Wohin mit dem Ölschlamm?

In diesem Zusammenhang muss natürlich auch die Frage nach dem Verbleib von Ölschlämmen gestellt werden. Vor knapp zehn Jahren begann die Stadt Wilhelmshaven damit, eine offene Ölschlammdeponie mit drei Schlammbassins in enger Nachbarschaft zu Marktkauf, dem Geniusstrand und Voslapp bauen. Das Vorhaben wurde nach Fertigstellung eines Beckens gestoppt, weil keine Baugenehmigung vorlag. Der Bau des fertig gestellten Beckens wurde nachträglich als „Herstellung eines Erdbeckens für Übungs- und Demonstrationszwecke des Katastrophenschutze“ deklariert. Der Landesverband Bürgerinitiativen Umweltschutz Niedersachsen (LBU), der damals, als das erste Becken schon fertig war, zu einer Stellungnahme aufgefordert wurde, teilte seine Befürchtung mit, dass von der Deponie große Mengen von Schadstoffen in die Atmosphäre gelangen und stellte die Frage, ob diese Schadstoffkonzentrationen für die Nachbarschaft unbedenklich seien und welche Vorkehrungen eingeplant seien, um eine Explosions- bzw. Feuer- und Giftgaskatastrophe zu vermeiden. Anschließend machte der LBU die Stadt darauf aufmerksam, dass es drei riesige von der Atmosphäre abgeschottete Öllager an der Jade gäbe, in welche das Öl-/Wassergemisch gepumpt werden könne: Jeweils ein Tank der Tanklager der Wilhelmshavener Raffinerie bzw. der NWO oder eine Salzkaverne bei Coldewei müsste ausreichen, um den Schiet umweltneutral zwischen zu lagern.

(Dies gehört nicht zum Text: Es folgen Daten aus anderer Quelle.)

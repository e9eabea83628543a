//! Timeout and cancellation bounds for collaborator calls.

use std::future::Future;
use std::time::Duration;

use tokio_util::sync::CancellationToken;

use crate::error::{RagError, Result};

/// Run `call`, failing with [`RagError::Timeout`] once `limit` elapses or
/// [`RagError::Cancelled`] as soon as `cancel` fires.
pub(crate) async fn bounded<T, F>(
    operation: &str,
    limit: Duration,
    cancel: &CancellationToken,
    call: F,
) -> Result<T>
where
    F: Future<Output = Result<T>>,
{
    tokio::select! {
        biased;
        _ = cancel.cancelled() => Err(RagError::Cancelled(operation.to_string())),
        outcome = tokio::time::timeout(limit, call) => match outcome {
            Ok(result) => result,
            Err(_) => Err(RagError::Timeout {
                operation: operation.to_string(),
                timeout_ms: limit.as_millis() as u64,
            }),
        },
    }
}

Wilhelmshaven bietet also mit seiner großen Seeschleuse, den Umschlagbrücken und der Pipeline-Anbindung an unbedenkliche Zwischenlager, vergleichsweise optimale Bedingungen als ‚Save Haven’ für bestimmte Schadensereignisse in der Deutschen Bucht. Es geht jetzt darum, diese Möglichkeiten festzuklopfen und sich auf eine täglich mögliche Katastrophe vorzubereiten. Wilhelmshaven könnte einige der geforderten operationellen, baulichen und technischen Voraussetzungen erfüllen.